Dataset records

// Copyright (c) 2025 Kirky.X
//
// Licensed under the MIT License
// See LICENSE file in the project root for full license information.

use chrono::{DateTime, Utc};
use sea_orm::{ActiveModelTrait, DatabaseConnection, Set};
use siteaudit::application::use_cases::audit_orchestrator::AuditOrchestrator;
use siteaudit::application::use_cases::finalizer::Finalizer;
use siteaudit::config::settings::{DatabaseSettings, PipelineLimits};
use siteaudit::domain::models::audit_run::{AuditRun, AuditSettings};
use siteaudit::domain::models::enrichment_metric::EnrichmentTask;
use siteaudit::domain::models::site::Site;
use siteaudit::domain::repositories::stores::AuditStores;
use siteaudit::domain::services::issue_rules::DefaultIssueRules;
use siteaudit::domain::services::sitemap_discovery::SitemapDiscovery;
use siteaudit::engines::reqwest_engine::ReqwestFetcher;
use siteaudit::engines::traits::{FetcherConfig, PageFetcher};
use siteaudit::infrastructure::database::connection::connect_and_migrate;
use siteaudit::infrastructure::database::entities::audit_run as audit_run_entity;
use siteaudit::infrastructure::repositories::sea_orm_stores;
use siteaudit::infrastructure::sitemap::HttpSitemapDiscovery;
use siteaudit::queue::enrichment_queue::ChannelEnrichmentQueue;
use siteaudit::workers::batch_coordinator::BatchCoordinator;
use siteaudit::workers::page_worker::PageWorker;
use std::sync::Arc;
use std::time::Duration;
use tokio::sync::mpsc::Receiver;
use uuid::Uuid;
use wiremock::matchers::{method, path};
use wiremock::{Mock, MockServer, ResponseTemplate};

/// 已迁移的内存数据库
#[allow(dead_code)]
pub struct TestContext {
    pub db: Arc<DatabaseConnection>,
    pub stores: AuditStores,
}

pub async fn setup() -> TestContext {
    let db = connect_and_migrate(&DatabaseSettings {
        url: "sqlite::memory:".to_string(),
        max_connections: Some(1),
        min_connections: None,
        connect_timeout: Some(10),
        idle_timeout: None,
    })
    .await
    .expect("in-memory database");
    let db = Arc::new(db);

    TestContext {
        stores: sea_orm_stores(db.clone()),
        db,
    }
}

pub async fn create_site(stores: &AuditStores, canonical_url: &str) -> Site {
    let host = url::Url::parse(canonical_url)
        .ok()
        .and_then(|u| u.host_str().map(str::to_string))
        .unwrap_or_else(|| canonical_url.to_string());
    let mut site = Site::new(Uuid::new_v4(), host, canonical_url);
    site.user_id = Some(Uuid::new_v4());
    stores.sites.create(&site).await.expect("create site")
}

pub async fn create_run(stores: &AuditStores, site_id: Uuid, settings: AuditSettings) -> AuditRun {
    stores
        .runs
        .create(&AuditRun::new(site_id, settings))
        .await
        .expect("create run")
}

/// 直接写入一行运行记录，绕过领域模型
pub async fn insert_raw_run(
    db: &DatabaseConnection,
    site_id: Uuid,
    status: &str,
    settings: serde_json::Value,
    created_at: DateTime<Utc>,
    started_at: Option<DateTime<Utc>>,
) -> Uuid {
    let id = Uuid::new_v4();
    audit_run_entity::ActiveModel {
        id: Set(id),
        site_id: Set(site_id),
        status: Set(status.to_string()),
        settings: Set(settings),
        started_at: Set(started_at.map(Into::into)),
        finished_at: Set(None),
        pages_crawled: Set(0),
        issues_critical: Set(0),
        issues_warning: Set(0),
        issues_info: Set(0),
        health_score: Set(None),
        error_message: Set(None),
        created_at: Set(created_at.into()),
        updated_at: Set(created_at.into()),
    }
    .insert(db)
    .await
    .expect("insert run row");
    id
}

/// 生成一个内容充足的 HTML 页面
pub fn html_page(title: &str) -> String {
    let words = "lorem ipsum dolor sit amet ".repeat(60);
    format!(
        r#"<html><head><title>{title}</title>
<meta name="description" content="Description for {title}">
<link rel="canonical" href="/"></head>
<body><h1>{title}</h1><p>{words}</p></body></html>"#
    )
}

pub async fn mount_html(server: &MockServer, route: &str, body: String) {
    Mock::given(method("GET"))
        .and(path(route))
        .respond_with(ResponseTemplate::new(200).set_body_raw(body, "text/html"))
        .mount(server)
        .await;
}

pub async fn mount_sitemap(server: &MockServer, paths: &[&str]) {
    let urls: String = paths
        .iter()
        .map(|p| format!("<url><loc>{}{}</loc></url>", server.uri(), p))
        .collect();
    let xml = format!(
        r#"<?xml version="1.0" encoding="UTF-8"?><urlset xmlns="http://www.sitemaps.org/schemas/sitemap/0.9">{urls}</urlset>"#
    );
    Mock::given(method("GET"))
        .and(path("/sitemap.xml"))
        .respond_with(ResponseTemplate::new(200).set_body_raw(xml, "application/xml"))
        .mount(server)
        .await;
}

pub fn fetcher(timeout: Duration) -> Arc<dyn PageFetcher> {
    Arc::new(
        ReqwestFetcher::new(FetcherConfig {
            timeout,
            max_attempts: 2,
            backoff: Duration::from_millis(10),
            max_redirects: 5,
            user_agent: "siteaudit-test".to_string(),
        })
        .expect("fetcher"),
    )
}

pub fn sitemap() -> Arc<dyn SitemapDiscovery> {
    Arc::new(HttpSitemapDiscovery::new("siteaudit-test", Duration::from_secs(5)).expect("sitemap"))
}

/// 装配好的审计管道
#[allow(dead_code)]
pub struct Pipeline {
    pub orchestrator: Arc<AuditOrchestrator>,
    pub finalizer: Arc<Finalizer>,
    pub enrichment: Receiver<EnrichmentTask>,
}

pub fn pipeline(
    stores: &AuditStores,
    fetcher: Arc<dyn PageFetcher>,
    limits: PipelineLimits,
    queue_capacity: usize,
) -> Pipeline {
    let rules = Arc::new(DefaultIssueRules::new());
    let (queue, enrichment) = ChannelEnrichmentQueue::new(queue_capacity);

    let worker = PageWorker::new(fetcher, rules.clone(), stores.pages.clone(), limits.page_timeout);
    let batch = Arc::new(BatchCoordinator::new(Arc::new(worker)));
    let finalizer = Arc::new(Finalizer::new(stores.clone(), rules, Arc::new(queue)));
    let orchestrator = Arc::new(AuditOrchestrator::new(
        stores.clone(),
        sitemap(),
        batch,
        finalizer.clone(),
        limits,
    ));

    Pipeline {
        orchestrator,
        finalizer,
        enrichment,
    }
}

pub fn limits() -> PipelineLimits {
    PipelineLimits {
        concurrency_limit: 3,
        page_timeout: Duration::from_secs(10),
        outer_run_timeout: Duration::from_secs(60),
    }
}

* * *

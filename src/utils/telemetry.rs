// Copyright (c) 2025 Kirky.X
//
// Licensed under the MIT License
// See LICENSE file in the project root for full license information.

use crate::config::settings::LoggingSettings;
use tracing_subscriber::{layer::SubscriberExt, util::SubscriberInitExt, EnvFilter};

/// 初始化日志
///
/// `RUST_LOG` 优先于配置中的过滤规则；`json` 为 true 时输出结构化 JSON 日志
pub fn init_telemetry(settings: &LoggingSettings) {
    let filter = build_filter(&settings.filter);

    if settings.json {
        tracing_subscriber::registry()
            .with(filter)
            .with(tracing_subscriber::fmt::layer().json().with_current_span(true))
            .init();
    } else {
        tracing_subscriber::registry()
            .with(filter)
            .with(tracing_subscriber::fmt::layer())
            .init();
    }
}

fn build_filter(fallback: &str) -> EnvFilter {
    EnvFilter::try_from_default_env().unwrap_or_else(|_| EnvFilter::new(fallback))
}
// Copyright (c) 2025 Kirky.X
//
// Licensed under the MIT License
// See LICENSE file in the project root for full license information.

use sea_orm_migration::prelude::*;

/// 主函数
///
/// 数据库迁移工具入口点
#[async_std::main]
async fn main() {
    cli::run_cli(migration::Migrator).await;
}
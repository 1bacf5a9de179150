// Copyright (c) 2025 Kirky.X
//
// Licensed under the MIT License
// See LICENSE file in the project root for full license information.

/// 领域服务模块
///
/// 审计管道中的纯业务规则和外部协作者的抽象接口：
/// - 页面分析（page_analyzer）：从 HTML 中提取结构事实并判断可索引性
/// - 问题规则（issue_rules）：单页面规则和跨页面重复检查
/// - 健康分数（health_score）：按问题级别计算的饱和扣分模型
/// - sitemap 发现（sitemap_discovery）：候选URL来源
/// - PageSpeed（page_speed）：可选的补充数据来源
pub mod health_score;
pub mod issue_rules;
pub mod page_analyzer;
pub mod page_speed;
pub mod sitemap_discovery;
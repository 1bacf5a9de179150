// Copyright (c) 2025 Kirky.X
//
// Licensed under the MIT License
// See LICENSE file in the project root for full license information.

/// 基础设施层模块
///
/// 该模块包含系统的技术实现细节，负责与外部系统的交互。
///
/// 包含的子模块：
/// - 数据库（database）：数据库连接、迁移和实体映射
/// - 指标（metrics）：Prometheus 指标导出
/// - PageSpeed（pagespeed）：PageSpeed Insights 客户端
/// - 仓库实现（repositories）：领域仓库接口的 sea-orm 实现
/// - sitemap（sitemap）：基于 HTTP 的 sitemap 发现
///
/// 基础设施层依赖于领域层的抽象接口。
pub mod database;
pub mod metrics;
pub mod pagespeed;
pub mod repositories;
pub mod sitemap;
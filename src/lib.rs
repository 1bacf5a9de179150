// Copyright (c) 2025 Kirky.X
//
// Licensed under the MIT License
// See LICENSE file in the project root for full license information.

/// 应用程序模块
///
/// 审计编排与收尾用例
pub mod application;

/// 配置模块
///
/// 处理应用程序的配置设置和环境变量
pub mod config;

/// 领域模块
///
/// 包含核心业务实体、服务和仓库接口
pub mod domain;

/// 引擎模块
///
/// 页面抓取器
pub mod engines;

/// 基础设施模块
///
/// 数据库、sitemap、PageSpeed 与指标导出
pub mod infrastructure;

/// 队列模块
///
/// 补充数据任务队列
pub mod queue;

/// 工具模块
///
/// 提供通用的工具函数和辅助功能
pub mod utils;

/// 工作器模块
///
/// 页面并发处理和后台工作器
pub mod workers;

--

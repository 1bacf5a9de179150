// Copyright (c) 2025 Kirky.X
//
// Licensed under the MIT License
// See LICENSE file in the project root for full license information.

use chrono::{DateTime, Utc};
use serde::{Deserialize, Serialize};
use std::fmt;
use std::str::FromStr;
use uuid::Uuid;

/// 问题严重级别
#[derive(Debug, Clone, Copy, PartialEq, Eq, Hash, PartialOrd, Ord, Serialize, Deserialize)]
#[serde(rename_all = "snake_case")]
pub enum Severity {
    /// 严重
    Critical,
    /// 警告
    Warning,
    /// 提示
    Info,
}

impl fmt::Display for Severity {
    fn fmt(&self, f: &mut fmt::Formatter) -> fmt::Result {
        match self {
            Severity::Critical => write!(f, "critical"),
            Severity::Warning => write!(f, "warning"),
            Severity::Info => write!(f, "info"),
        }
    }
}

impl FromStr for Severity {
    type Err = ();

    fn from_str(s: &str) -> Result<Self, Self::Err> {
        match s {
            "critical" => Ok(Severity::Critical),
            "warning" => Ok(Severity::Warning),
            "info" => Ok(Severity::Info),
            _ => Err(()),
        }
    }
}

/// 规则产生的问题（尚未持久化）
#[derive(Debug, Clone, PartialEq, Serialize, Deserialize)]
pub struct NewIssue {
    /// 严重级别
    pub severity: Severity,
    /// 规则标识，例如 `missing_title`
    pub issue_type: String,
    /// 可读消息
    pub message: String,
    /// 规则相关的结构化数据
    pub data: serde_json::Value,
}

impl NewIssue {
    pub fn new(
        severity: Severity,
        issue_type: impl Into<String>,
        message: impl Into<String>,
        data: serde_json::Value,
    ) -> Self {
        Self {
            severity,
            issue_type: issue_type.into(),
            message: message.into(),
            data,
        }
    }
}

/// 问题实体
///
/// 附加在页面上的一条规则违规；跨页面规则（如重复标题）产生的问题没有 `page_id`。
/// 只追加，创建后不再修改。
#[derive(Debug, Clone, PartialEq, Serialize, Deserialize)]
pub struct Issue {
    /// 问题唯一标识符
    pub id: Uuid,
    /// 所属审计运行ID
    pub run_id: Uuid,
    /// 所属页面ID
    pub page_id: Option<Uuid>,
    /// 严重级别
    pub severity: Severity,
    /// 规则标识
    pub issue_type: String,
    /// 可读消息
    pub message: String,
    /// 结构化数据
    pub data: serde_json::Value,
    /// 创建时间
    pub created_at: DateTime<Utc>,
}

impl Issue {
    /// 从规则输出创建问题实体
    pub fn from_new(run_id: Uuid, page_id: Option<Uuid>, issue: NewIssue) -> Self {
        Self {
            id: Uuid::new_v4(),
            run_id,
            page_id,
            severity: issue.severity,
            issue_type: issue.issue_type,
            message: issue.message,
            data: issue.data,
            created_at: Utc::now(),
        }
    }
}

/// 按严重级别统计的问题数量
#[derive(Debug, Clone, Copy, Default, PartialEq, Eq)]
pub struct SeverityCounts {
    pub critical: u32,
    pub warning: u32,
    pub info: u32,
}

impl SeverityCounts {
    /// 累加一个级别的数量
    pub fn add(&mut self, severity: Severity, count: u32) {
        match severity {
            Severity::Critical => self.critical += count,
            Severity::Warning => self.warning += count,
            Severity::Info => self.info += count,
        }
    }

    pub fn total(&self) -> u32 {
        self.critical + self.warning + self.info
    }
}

▶ [Problem to solve] Output the number of lines in the records above that contain the string "DatabaseSettings", and no other text.

▶ [Expected output] 2